Monolog der Zeugin:

C

chaya_wien

Guest
Wie schön wäre es die Augen schließen zu können. Ich möchte seinem Gesicht entkommen. Es teilt sich in tausend widersprüchliche Hälften, die ich zu einem Ganzen zusammen setzen und küssen soll, aber meine sind die Hände vorsichtig und schlaff, fern jeder Urgewalt. Warum ist es Liebe geworden, einen Abend lang, ich suchte doch die Ernüchterung und war mir sicher, dies würde mir wie immer anstandslos gelingen.
Aber kaum zu Hause angelangt habe ich schon nach dem Zweiten gerufen und seine Jugend und äußerliche Pracht, erschien mir verheißungsvoller als jede innere Regung. Ich wollte mich noch weitere hunderte Male an ihn lehnen, ungeachtet der Klüfte, des aufgeworfenen Erdreichs zwischen unseren unfähigen Mitten, den Zentren der Versäumnisse. Immer haben wir einander guten Willen in seinen bösesten Ausführungen bewiesen, aber ich wollte nicht weg und zu einem Menschen finden, der lediglich älter ist, ansonsten dieselben Spuren von Unzufriedenheit und Zorn trägt.
Davon unbeschädigt mein Traum in den prächtigsten Farben und der unbedingte Glaube, dass ich gut sein könnte, irgendwann einmal, beim richtigen Gegenüber, von dieser Gewissheit bin ich abhängig, wie sonst gelange ich zur Zuversicht, dass ich endlich den Allerbesten für mich gefunden habe?
Ich habe die Wahl getroffen und trage seitdem ein verkehrtes Weinen in meinem Hals, es lässt sich nicht herunter schlucken, oder wegschlagen.
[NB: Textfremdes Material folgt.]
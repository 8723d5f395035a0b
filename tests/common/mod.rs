//! In-memory stand-ins for the desktop, the correction service and the
//! notification surface

#![allow(dead_code)]

use std::collections::BTreeSet;
use std::io::{BufRead, BufReader, Read, Write};
use std::net::TcpListener;
use std::sync::{Arc, Mutex};
use std::time::{Duration, Instant};
use textfix::clipboard::transaction::ClipboardTransaction;
use textfix::clipboard::ClipboardBackend;
use textfix::config::{CorrectionConfig, TimingConfig};
use textfix::correction::{
    CorrectionRequest, CorrectionResult, CorrectionService, Language, Usage,
};
use textfix::error::{ClipboardError, CorrectionError, InputError};
use textfix::input::{Chord, InputSimulator};
use textfix::notification::{NoticeKind, Notifier, ToastNotice, Toaster};
use textfix::orchestrator::Orchestrator;

/// A focused text field plus the system clipboard
///
/// Copy puts the selection on the clipboard; paste replaces the selection
/// with the clipboard contents.
#[derive(Default)]
pub struct Desktop {
    pub clipboard: Mutex<String>,
    pub selection: Mutex<String>,
    pub pasted: Mutex<Vec<String>>,
    pub chords: Mutex<Vec<Chord>>,
    pub chord_times: Mutex<Vec<Instant>>,
    pub fail_copy: Mutex<bool>,
    pub fail_paste: Mutex<bool>,
}

impl Desktop {
    pub fn new(clipboard: &str, selection: &str) -> Arc<Self> {
        let desktop = Self::default();
        *desktop.clipboard.lock().unwrap() = clipboard.to_string();
        *desktop.selection.lock().unwrap() = selection.to_string();
        Arc::new(desktop)
    }

    pub fn clipboard(&self) -> String {
        self.clipboard.lock().unwrap().clone()
    }

    pub fn selection(&self) -> String {
        self.selection.lock().unwrap().clone()
    }

    pub fn pasted(&self) -> Vec<String> {
        self.pasted.lock().unwrap().clone()
    }
}

#[async_trait::async_trait]
impl ClipboardBackend for Desktop {
    async fn read_text(&self) -> Result<String, ClipboardError> {
        Ok(self.clipboard())
    }

    async fn write_text(&self, text: &str) -> Result<(), ClipboardError> {
        *self.clipboard.lock().unwrap() = text.to_string();
        Ok(())
    }

    fn is_available(&self) -> bool {
        true
    }

    fn name(&self) -> &'static str {
        "desktop"
    }
}

#[async_trait::async_trait]
impl InputSimulator for Desktop {
    async fn send_chord(&self, chord: Chord) -> Result<(), InputError> {
        self.chords.lock().unwrap().push(chord);
        self.chord_times.lock().unwrap().push(Instant::now());
        match chord {
            Chord::Copy => {
                if *self.fail_copy.lock().unwrap() {
                    return Err(InputError::Failed {
                        tool: "fake",
                        message: "copy rejected".to_string(),
                    });
                }
                let selection = self.selection();
                // Apps leave the clipboard alone when nothing is selected
                if !selection.is_empty() {
                    *self.clipboard.lock().unwrap() = selection;
                }
            }
            Chord::Paste => {
                if *self.fail_paste.lock().unwrap() {
                    return Err(InputError::Failed {
                        tool: "fake",
                        message: "paste rejected".to_string(),
                    });
                }
                let text = self.clipboard();
                self.pasted.lock().unwrap().push(text.clone());
                *self.selection.lock().unwrap() = text;
            }
        }
        Ok(())
    }

    fn is_available(&self) -> bool {
        true
    }

    fn name(&self) -> &'static str {
        "desktop"
    }
}

type Reply = Box<dyn Fn(&CorrectionRequest) -> Result<CorrectionResult, CorrectionError> + Send + Sync>;

/// Correction service with a scripted reply
pub struct ScriptedService {
    pub requests: Mutex<Vec<CorrectionRequest>>,
    reply: Reply,
    delay: Duration,
}

impl ScriptedService {
    pub fn new(
        reply: impl Fn(&CorrectionRequest) -> Result<CorrectionResult, CorrectionError>
            + Send
            + Sync
            + 'static,
    ) -> Arc<Self> {
        Arc::new(Self {
            requests: Mutex::new(Vec::new()),
            reply: Box::new(reply),
            delay: Duration::ZERO,
        })
    }

    /// Replies with `corrected` after `delay`
    pub fn slow(corrected: &'static str, delay: Duration) -> Arc<Self> {
        Arc::new(Self {
            requests: Mutex::new(Vec::new()),
            reply: Box::new(move |_| Ok(corrected_result(corrected))),
            delay,
        })
    }

    pub fn calls(&self) -> usize {
        self.requests.lock().unwrap().len()
    }
}

#[async_trait::async_trait]
impl CorrectionService for ScriptedService {
    async fn correct(&self, request: &CorrectionRequest) -> Result<CorrectionResult, CorrectionError> {
        self.requests.lock().unwrap().push(request.clone());
        if !self.delay.is_zero() {
            tokio::time::sleep(self.delay).await;
        }
        (self.reply)(request)
    }

    fn name(&self) -> &'static str {
        "scripted"
    }
}

pub fn corrected_result(text: &str) -> CorrectionResult {
    CorrectionResult {
        corrected_text: text.to_string(),
        changes: Vec::new(),
        usage: Usage::default(),
    }
}

/// Notification surface that tracks what is on screen
#[derive(Default)]
pub struct Screen {
    next_id: Mutex<u32>,
    on_screen: Mutex<BTreeSet<u32>>,
    max_on_screen: Mutex<usize>,
    pub shown: Mutex<Vec<(NoticeKind, String)>>,
}

impl Screen {
    pub fn shown(&self) -> Vec<(NoticeKind, String)> {
        self.shown.lock().unwrap().clone()
    }

    pub fn max_on_screen(&self) -> usize {
        *self.max_on_screen.lock().unwrap()
    }

    pub fn on_screen(&self) -> usize {
        self.on_screen.lock().unwrap().len()
    }
}

#[async_trait::async_trait]
impl Notifier for Screen {
    async fn show(&self, notice: &ToastNotice) -> Option<u32> {
        let mut next = self.next_id.lock().unwrap();
        *next += 1;
        let mut on_screen = self.on_screen.lock().unwrap();
        on_screen.insert(*next);
        let mut max = self.max_on_screen.lock().unwrap();
        *max = (*max).max(on_screen.len());
        self.shown
            .lock()
            .unwrap()
            .push((notice.kind, notice.message().to_string()));
        Some(*next)
    }

    async fn dismiss(&self, id: u32) {
        self.on_screen.lock().unwrap().remove(&id);
    }
}

pub const RELEASE_WAIT_MS: u64 = 20;

/// Settle waits short enough for tests
pub fn fast_timing() -> TimingConfig {
    TimingConfig {
        release_wait_ms: RELEASE_WAIT_MS,
        capture_settle_ms: 1,
        paste_settle_ms: 1,
        paste_complete_ms: 1,
        command_timeout_ms: 1000,
    }
}

/// Orchestrator over the fake desktop, with notices on `screen`
pub fn orchestrator(
    desktop: &Arc<Desktop>,
    service: Arc<dyn CorrectionService>,
    screen: &Arc<Screen>,
) -> Orchestrator {
    let transaction = ClipboardTransaction::new(desktop.clone(), desktop.clone(), fast_timing());
    let toaster = Toaster::new(screen.clone(), true, Duration::from_secs(60));
    let config = CorrectionConfig {
        language: Language::Pt,
        max_chars: 10_000,
    };
    Orchestrator::new(transaction, service, toaster, &config)
}

/// Answer one HTTP request with `status` and `body`
pub fn serve_once(status: &'static str, body: &'static str) -> String {
    let listener = TcpListener::bind("127.0.0.1:0").unwrap();
    let endpoint = format!("http://{}", listener.local_addr().unwrap());

    std::thread::spawn(move || {
        let (mut stream, _) = listener.accept().unwrap();
        let mut reader = BufReader::new(stream.try_clone().unwrap());

        let mut content_length = 0usize;
        loop {
            let mut line = String::new();
            reader.read_line(&mut line).unwrap();
            if line == "\r\n" || line.is_empty() {
                break;
            }
            if let Some(value) = line.to_ascii_lowercase().strip_prefix("content-length:") {
                content_length = value.trim().parse().unwrap();
            }
        }
        let mut request_body = vec![0u8; content_length];
        reader.read_exact(&mut request_body).unwrap();

        let response = format!(
            "HTTP/1.1 {}\r\nContent-Type: application/json\r\nContent-Length: {}\r\nConnection: close\r\n\r\n{}",
            status,
            body.len(),
            body
        );
        stream.write_all(response.as_bytes()).unwrap();
        stream.flush().unwrap();
    });

    endpoint
}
Ich starre den Zweiten an, möchte ihn dort spüren wo der Ältere fest und tief verankert sitzt, ich denke an das Gesagte, wie schön, wie entsetzlich, ich kann mich nicht entscheiden, was es nun tatsächlich für mich war, ich sehe sein weiches Lächeln und mein Bauch antwortet, ich wusste manchmal gar nicht mehr, dass ich so etwas habe, schmal und einzogen; ich schlug die Hände vor mein Gesicht und versuchte alles mit einem Schwall an Worten wegzuschwemmen, fort von mir, aber statt dessen sickerte die Liebe tief in mich ein, ich musste weg, so schnell wie möglich, weg von jenem Ort, es konnte nur der falsche sein und daheim wollte ich den anderen wieder sehen, mich vergewissern, das Richtige getan zu haben und er kam sofort. Es war Mitternacht und ich in höchster Not, aber es half nichts, ich lag da, eine erstarrte, schöne Mimin, aufgebahrt in weicher Schlaflosigkeit, die Stunden vergingen und ich sprach nichts mehr, wund geschlagen von meiner Entscheidung für die Jugend.
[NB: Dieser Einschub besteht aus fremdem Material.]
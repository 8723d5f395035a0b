//! evdev key source
//!
//! Uses the Linux evdev interface to read key events at the kernel level.
//! This works on X11 and all Wayland compositors because it bypasses the
//! display server. The user must be in the 'input' group to access
//! /dev/input/* devices.
//!
//! Each installed hook owns a reader thread; uninstalling stops and joins it.
//! Modifier state lives in the source and outlives hooks, so a shortcut
//! swapped in while keys are held still sees them.

use super::matcher::{KeyboardTracker, ModifierKey};
use super::shortcut::canonical_key;
use super::{KeyHandler, KeyHook, KeySource};
use crate::error::HotkeyError;
use evdev::{Device, InputEventKind, Key};
use std::os::unix::io::AsRawFd;
use std::path::PathBuf;
use std::sync::atomic::{AtomicBool, Ordering};
use std::sync::{mpsc, Arc, Mutex, MutexGuard};
use std::thread::JoinHandle;
use std::time::Duration;

/// Poll interval of the non-blocking reader loop
const POLL_INTERVAL: Duration = Duration::from_millis(5);

/// Kernel-level keyboard events
pub struct EvdevSource {
    device_paths: Vec<PathBuf>,
    tracker: Arc<Mutex<KeyboardTracker>>,
}

impl EvdevSource {
    pub fn new() -> Result<Self, HotkeyError> {
        let device_paths = find_keyboard_devices()?;

        if device_paths.is_empty() {
            return Err(HotkeyError::NoKeyboard);
        }

        tracing::debug!(
            "Found {} keyboard device(s): {:?}",
            device_paths.len(),
            device_paths
        );

        Ok(Self {
            device_paths,
            tracker: Arc::new(Mutex::new(KeyboardTracker::new())),
        })
    }
}

impl KeySource for EvdevSource {
    fn install(&mut self, handler: KeyHandler) -> Result<Box<dyn KeyHook>, HotkeyError> {
        let stop = Arc::new(AtomicBool::new(false));
        let (ready_tx, ready_rx) = mpsc::channel();

        let paths = self.device_paths.clone();
        let tracker = self.tracker.clone();
        let thread_stop = stop.clone();
        let thread = std::thread::Builder::new()
            .name("textfix-evdev".to_string())
            .spawn(move || {
                let devices = match open_devices(&paths) {
                    Ok(devices) => {
                        let _ = ready_tx.send(Ok(()));
                        devices
                    }
                    Err(e) => {
                        let _ = ready_tx.send(Err(e));
                        return;
                    }
                };
                // Releases while no hook was installed went unseen
                resync_tracker(&mut lock(&tracker), held_keys(&devices));
                reader_loop(devices, handler, &tracker, &thread_stop);
            })
            .map_err(|e| HotkeyError::Listen(format!("failed to spawn reader thread: {}", e)))?;

        // Report device errors to the caller instead of a silent dead thread
        match ready_rx.recv() {
            Ok(Ok(())) => Ok(Box::new(EvdevHook {
                stop,
                thread: Some(thread),
            })),
            Ok(Err(e)) => {
                let _ = thread.join();
                Err(e)
            }
            Err(_) => {
                let _ = thread.join();
                Err(HotkeyError::Listen("reader thread exited during startup".to_string()))
            }
        }
    }

    fn name(&self) -> &'static str {
        "evdev"
    }
}

struct EvdevHook {
    stop: Arc<AtomicBool>,
    thread: Option<JoinHandle<()>>,
}

impl KeyHook for EvdevHook {
    fn uninstall(&mut self) {
        self.stop.store(true, Ordering::SeqCst);
        if let Some(thread) = self.thread.take() {
            if thread.join().is_err() {
                tracing::warn!("evdev reader thread panicked");
            }
            tracing::debug!("evdev hook uninstalled");
        }
    }
}

impl Drop for EvdevHook {
    fn drop(&mut self) {
        self.uninstall();
    }
}

/// Open keyboard devices in non-blocking mode
fn open_devices(paths: &[PathBuf]) -> Result<Vec<Device>, HotkeyError> {
    let devices: Vec<Device> = paths
        .iter()
        .filter_map(|path| match Device::open(path) {
            Ok(device) => {
                // Set device to non-blocking mode so fetch_events doesn't block
                let fd = device.as_raw_fd();
                unsafe {
                    let flags = libc::fcntl(fd, libc::F_GETFL);
                    if flags != -1 {
                        libc::fcntl(fd, libc::F_SETFL, flags | libc::O_NONBLOCK);
                    }
                }
                tracing::debug!("Opened device (non-blocking): {:?}", path);
                Some(device)
            }
            Err(e) => {
                tracing::warn!("Failed to open {:?}: {}", path, e);
                None
            }
        })
        .collect();

    if devices.is_empty() {
        return Err(HotkeyError::NoKeyboard);
    }
    Ok(devices)
}

/// Keys the kernel reports as down on any of `devices`
fn held_keys(devices: &[Device]) -> Vec<Key> {
    devices
        .iter()
        .filter_map(|device| device.get_key_state().ok())
        .flat_map(|state| state.iter().collect::<Vec<_>>())
        .collect()
}

/// Reset `tracker` to exactly the `held` keys
fn resync_tracker(tracker: &mut KeyboardTracker, held: Vec<Key>) {
    *tracker = KeyboardTracker::new();
    for name in held.into_iter().filter_map(key_name) {
        tracker.press(&name);
    }
}

/// A panicked reader leaves the state usable
fn lock(tracker: &Mutex<KeyboardTracker>) -> MutexGuard<'_, KeyboardTracker> {
    tracker.lock().unwrap_or_else(|poisoned| poisoned.into_inner())
}

/// Deliver events to `handler` until `stop` is set
fn reader_loop(
    mut devices: Vec<Device>,
    mut handler: KeyHandler,
    tracker: &Mutex<KeyboardTracker>,
    stop: &AtomicBool,
) {
    while !stop.load(Ordering::SeqCst) {
        // Poll each device (all set to non-blocking mode)
        for device in &mut devices {
            let Ok(events) = device.fetch_events() else {
                continue;
            };
            for event in events {
                let InputEventKind::Key(key) = event.kind() else {
                    continue;
                };
                let Some(name) = key_name(key) else {
                    continue;
                };

                let key_event = match event.value() {
                    1 => lock(tracker).press(&name),
                    2 => lock(tracker).repeat(&name),
                    0 => lock(tracker).release(&name),
                    _ => continue,
                };
                handler(&key_event);
            }
        }

        std::thread::sleep(POLL_INTERVAL);
    }

    tracing::debug!("evdev reader stopping");
}

/// Canonical name of an evdev key: modifier names as-is, everything else
/// through the shortcut key table
fn key_name(key: Key) -> Option<String> {
    let debug = format!("{:?}", key);
    let raw = debug.strip_prefix("KEY_")?;
    if ModifierKey::from_name(raw).is_some() {
        return Some(raw.to_string());
    }
    canonical_key(raw)
}

/// Find all keyboard input devices
fn find_keyboard_devices() -> Result<Vec<PathBuf>, HotkeyError> {
    let mut keyboards = Vec::new();

    let input_dir = std::fs::read_dir("/dev/input")
        .map_err(|e| HotkeyError::DeviceAccess(format!("/dev/input: {}", e)))?;

    for entry in input_dir {
        let entry = entry.map_err(|e| HotkeyError::DeviceAccess(e.to_string()))?;
        let path = entry.path();

        // Only look at event* devices
        let is_event_device = path
            .file_name()
            .and_then(|n| n.to_str())
            .map(|n| n.starts_with("event"))
            .unwrap_or(false);

        if !is_event_device {
            continue;
        }

        match Device::open(&path) {
            Ok(device) => {
                // A keyboard should have at least some letter keys
                let has_keys = device
                    .supported_keys()
                    .map(|keys| {
                        keys.contains(Key::KEY_A)
                            && keys.contains(Key::KEY_Z)
                            && keys.contains(Key::KEY_ENTER)
                    })
                    .unwrap_or(false);

                if has_keys {
                    tracing::debug!(
                        "Found keyboard: {:?} ({:?})",
                        path,
                        device.name().unwrap_or("unknown")
                    );
                    keyboards.push(path);
                }
            }
            Err(e) => {
                // Permission denied is common for non-input-group users
                if e.kind() == std::io::ErrorKind::PermissionDenied {
                    return Err(HotkeyError::DeviceAccess(path.display().to_string()));
                }
                tracing::trace!("Skipping {:?}: {}", path, e);
            }
        }
    }

    Ok(keyboards)
}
Wie konnte mir das passieren, mich in einen verlieben, der schmal und sanft ist, wo ich das Tier begehre, den wüsten Eroberer, der unverzagt meine Grenzen herausfordert, in Frage stellt und schließlich lachend überschreitet?
Ich versuche mich zu retten und sage mir, dass es der Frühling ist, schon heiß und trocken wie ein Sommer, er ist mir in den Kopf gestiegen und hat mich in eine fiebrige Phantasie gestürzt, die sich dummerweise wahr und tief anfühlt. Ein fataler Fall von Irreführung und ich habe gestern den Verstand verloren, den ich nun mühsam wieder finden muss. Bald ist mein Kummer vorbei, natürlich, ich kann die Tage abzählen, es ist kein Verbrechen so zu handeln. Ich bin demjenigen versprochen der seine Hände dorthin legt, wo ich aus Stahl und Eisen bin, reißt und beißt, bis ich schreie, ich kann nicht plötzlich von zarten Küssen in einem Sturm erobert werden, der vorher weder prognostiziert noch geahnt wurde.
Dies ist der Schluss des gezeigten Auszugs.